Stored data
※ ※ ※

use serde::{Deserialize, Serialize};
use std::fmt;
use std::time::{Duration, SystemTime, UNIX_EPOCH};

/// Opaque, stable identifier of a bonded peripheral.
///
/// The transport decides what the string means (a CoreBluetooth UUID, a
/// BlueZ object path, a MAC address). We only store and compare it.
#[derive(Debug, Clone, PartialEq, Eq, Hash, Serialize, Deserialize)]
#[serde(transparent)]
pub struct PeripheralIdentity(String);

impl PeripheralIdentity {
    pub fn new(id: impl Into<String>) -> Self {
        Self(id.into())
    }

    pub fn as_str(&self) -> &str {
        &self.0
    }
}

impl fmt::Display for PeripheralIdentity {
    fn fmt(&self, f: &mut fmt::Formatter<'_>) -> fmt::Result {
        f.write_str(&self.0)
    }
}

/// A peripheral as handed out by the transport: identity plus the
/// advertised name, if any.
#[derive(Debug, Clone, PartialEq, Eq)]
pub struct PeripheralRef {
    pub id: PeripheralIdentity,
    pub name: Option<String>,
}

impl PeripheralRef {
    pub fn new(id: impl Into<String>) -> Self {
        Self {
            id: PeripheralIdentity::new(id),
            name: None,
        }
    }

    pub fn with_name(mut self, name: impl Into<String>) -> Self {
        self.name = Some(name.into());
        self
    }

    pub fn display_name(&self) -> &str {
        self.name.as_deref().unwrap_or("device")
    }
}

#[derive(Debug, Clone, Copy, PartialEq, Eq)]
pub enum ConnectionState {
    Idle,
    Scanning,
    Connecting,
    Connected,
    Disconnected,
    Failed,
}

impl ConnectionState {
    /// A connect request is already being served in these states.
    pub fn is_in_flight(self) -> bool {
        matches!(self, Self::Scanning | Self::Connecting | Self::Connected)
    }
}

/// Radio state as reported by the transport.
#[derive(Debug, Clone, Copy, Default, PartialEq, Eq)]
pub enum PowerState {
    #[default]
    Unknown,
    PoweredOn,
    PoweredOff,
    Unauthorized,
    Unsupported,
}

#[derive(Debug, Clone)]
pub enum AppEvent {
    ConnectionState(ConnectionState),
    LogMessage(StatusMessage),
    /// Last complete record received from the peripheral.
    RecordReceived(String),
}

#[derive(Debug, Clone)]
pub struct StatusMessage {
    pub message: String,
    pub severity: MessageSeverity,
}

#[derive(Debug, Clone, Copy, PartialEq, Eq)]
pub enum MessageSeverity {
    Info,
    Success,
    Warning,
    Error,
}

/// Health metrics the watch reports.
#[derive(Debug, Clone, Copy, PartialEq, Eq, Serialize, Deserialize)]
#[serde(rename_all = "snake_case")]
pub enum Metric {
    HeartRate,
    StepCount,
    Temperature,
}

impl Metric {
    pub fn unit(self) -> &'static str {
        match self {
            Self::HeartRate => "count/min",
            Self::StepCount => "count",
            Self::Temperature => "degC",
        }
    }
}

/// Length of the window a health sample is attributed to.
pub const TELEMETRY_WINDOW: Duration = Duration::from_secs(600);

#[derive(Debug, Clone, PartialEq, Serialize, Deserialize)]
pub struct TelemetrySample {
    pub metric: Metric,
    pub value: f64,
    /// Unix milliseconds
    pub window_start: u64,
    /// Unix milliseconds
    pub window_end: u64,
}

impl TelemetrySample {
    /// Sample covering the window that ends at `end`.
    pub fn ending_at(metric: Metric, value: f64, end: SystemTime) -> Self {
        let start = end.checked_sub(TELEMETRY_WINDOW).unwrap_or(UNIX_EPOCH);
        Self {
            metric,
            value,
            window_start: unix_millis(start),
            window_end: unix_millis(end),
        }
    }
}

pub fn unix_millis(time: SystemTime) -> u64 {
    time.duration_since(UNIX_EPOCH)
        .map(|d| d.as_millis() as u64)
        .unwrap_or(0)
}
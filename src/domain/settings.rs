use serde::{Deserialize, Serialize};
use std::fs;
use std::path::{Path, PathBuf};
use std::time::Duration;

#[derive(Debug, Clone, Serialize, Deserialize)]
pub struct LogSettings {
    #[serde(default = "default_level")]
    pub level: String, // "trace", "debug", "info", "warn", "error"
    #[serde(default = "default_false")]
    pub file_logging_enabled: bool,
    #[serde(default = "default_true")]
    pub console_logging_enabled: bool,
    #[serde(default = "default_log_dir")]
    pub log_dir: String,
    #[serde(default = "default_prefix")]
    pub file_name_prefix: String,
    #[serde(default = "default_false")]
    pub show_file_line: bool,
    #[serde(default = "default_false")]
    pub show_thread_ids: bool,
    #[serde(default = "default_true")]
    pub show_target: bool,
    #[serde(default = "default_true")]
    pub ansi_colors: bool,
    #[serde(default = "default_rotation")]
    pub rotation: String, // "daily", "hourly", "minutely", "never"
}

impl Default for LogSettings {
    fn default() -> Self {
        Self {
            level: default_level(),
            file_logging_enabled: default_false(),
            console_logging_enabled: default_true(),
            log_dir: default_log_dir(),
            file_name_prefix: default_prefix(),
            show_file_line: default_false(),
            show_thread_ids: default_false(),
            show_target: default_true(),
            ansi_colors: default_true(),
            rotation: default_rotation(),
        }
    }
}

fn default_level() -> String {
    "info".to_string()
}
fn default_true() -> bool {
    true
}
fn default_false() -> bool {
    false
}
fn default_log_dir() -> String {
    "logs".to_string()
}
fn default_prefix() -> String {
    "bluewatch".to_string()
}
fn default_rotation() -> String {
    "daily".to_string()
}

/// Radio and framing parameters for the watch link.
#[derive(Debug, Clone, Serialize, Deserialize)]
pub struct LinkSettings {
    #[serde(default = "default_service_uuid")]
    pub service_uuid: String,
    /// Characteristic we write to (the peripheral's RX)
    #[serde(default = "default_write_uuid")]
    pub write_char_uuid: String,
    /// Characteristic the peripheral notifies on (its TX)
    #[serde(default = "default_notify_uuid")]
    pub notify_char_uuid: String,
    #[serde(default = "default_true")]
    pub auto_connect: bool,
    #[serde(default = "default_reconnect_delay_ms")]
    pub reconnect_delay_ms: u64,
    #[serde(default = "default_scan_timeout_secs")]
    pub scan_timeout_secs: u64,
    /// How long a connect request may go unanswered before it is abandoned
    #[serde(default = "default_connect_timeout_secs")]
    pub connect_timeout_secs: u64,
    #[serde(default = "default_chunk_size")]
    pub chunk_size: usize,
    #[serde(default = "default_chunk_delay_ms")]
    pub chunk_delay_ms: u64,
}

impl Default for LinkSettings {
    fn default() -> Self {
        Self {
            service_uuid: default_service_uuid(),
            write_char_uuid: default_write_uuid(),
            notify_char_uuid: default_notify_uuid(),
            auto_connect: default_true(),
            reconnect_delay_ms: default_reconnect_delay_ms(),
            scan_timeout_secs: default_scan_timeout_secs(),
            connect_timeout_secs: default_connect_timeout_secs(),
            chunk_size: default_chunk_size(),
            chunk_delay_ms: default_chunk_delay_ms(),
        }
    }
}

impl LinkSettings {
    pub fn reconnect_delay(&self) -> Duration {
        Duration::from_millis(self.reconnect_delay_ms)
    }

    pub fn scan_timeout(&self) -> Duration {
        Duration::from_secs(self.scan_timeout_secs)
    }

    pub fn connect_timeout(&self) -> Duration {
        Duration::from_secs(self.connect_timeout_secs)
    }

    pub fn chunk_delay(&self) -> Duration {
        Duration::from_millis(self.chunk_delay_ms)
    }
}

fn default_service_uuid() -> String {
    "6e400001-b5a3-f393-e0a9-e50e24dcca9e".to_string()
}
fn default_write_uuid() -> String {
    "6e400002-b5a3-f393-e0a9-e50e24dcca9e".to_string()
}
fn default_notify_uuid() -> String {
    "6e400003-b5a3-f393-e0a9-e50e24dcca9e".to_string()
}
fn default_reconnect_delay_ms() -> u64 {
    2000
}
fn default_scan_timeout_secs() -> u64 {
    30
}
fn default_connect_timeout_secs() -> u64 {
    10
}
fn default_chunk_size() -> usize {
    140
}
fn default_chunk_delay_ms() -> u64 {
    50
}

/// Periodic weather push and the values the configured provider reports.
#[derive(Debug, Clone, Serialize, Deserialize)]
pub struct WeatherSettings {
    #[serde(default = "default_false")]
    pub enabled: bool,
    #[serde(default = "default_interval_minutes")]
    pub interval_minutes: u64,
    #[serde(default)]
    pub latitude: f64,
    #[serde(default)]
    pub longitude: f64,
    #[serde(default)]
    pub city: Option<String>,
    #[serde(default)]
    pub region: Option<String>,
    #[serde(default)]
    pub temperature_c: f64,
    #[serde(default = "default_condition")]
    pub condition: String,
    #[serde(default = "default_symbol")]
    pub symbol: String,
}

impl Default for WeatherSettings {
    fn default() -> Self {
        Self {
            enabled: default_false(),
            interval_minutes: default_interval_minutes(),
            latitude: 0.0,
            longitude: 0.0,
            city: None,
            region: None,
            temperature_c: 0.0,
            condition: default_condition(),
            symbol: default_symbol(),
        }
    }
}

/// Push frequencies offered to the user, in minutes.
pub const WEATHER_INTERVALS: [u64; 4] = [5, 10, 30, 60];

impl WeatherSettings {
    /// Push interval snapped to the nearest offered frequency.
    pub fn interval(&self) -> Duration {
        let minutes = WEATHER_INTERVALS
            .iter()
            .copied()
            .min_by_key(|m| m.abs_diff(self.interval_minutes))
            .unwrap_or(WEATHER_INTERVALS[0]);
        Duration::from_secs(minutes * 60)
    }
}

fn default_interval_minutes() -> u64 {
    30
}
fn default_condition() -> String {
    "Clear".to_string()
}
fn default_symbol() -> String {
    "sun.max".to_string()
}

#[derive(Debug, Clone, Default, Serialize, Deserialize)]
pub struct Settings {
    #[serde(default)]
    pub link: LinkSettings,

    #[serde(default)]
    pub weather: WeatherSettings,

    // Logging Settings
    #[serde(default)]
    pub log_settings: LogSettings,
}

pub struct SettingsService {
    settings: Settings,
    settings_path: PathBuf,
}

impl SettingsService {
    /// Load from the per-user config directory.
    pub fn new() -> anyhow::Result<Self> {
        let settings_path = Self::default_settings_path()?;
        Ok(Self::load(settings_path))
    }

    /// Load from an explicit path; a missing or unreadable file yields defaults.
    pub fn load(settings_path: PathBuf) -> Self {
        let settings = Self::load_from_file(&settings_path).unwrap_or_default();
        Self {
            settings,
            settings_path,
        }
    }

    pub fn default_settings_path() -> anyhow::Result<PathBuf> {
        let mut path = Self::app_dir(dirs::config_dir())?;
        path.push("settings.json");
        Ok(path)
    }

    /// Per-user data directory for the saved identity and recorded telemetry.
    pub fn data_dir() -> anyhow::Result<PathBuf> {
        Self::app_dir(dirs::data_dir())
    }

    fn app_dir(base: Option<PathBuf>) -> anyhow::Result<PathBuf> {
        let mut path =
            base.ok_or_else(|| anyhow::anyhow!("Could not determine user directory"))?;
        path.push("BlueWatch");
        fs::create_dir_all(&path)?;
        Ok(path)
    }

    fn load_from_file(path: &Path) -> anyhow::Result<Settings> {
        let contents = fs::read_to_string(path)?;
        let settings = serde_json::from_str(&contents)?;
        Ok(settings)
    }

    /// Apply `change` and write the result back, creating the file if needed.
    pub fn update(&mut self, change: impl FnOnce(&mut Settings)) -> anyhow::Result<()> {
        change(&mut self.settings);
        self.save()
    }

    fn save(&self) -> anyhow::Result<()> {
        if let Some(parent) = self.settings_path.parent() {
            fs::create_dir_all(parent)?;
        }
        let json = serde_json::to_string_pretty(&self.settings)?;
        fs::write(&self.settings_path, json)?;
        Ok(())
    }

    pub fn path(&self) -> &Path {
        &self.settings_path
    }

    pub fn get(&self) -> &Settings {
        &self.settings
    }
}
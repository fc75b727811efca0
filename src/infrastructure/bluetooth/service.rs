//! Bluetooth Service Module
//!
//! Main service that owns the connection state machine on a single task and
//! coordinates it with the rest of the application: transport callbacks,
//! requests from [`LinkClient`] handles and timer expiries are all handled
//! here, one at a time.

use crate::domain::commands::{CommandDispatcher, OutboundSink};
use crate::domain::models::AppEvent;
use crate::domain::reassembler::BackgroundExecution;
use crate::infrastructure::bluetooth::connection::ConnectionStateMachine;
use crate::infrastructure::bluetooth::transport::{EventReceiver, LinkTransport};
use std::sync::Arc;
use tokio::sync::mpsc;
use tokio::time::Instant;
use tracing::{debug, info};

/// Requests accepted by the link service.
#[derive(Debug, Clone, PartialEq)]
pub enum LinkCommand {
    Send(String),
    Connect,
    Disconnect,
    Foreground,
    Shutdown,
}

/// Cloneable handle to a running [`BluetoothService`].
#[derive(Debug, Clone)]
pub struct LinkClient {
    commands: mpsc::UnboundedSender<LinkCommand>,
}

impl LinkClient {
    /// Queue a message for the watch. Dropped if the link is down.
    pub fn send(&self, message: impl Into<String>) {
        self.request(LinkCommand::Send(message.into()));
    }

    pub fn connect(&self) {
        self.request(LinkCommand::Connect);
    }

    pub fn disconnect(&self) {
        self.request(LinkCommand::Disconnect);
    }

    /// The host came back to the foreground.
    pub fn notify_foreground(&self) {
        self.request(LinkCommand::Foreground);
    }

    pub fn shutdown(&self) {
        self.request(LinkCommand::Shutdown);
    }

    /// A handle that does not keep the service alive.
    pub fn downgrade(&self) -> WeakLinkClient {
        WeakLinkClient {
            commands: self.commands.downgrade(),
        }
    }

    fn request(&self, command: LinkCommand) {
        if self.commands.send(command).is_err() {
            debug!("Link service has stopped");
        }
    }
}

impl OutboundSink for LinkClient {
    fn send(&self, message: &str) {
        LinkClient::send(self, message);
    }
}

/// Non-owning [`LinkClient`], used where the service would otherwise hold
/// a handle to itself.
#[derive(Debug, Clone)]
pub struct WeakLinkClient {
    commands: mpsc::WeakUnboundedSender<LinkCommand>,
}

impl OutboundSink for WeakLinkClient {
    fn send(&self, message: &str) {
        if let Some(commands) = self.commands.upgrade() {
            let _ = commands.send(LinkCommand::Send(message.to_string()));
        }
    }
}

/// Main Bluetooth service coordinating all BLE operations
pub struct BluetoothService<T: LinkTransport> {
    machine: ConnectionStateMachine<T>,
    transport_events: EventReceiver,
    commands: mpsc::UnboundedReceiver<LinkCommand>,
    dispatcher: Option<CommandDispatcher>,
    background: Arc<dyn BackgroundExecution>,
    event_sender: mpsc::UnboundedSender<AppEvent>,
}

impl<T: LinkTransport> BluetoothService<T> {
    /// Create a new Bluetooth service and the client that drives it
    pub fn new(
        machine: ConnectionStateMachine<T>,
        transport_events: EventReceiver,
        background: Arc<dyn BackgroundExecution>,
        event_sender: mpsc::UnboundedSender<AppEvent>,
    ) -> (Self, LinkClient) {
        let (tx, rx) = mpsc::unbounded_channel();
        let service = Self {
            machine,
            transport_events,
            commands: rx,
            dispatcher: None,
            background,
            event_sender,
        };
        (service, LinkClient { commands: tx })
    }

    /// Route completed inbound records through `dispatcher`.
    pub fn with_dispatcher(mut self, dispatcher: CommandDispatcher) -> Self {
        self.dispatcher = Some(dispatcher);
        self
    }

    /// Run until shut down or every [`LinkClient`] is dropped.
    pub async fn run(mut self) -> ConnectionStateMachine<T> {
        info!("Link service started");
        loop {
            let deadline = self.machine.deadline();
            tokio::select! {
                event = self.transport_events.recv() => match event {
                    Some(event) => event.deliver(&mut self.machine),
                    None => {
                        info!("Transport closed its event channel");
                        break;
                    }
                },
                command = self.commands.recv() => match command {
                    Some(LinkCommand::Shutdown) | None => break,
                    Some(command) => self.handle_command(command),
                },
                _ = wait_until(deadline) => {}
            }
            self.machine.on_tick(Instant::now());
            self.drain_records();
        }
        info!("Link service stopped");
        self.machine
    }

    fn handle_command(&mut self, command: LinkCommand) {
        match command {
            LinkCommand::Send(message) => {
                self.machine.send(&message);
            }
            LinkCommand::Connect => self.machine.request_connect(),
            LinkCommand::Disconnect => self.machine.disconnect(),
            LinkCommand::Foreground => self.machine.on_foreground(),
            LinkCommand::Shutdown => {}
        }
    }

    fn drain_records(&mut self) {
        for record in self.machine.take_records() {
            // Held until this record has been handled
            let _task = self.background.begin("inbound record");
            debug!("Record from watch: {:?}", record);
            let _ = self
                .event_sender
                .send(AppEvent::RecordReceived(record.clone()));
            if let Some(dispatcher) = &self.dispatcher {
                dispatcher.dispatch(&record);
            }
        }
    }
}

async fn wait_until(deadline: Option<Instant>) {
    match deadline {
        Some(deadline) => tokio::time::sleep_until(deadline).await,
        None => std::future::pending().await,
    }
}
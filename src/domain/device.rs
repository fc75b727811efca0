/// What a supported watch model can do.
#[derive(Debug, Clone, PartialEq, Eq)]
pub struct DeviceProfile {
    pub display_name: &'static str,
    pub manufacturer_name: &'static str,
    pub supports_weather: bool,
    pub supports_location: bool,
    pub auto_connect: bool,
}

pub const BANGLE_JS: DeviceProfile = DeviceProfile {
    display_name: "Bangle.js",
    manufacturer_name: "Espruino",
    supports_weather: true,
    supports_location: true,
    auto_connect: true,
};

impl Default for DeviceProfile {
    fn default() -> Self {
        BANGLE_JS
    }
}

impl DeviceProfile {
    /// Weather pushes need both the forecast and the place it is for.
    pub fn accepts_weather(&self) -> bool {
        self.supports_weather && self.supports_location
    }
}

※ ※ ※

PROBLEM TO SOLVE
Beginning with the first line of the entries, repeat each line exactly until you have reproduced the one containing "pub fn display_name(&self)", and add nothing further.

RESULT
use serde::{Deserialize, Serialize};
use std::fmt;
use std::time::{Duration, SystemTime, UNIX_EPOCH};

/// Opaque, stable identifier of a bonded peripheral.
///
/// The transport decides what the string means (a CoreBluetooth UUID, a
/// BlueZ object path, a MAC address). We only store and compare it.
#[derive(Debug, Clone, PartialEq, Eq, Hash, Serialize, Deserialize)]
#[serde(transparent)]
pub struct PeripheralIdentity(String);

impl PeripheralIdentity {
    pub fn new(id: impl Into<String>) -> Self {
        Self(id.into())
    }

    pub fn as_str(&self) -> &str {
        &self.0
    }
}

impl fmt::Display for PeripheralIdentity {
    fn fmt(&self, f: &mut fmt::Formatter<'_>) -> fmt::Result {
        f.write_str(&self.0)
    }
}

/// A peripheral as handed out by the transport: identity plus the
/// advertised name, if any.
#[derive(Debug, Clone, PartialEq, Eq)]
pub struct PeripheralRef {
    pub id: PeripheralIdentity,
    pub name: Option<String>,
}

impl PeripheralRef {
    pub fn new(id: impl Into<String>) -> Self {
        Self {
            id: PeripheralIdentity::new(id),
            name: None,
        }
    }

    pub fn with_name(mut self, name: impl Into<String>) -> Self {
        self.name = Some(name.into());
        self
    }

    pub fn display_name(&self) -> &str {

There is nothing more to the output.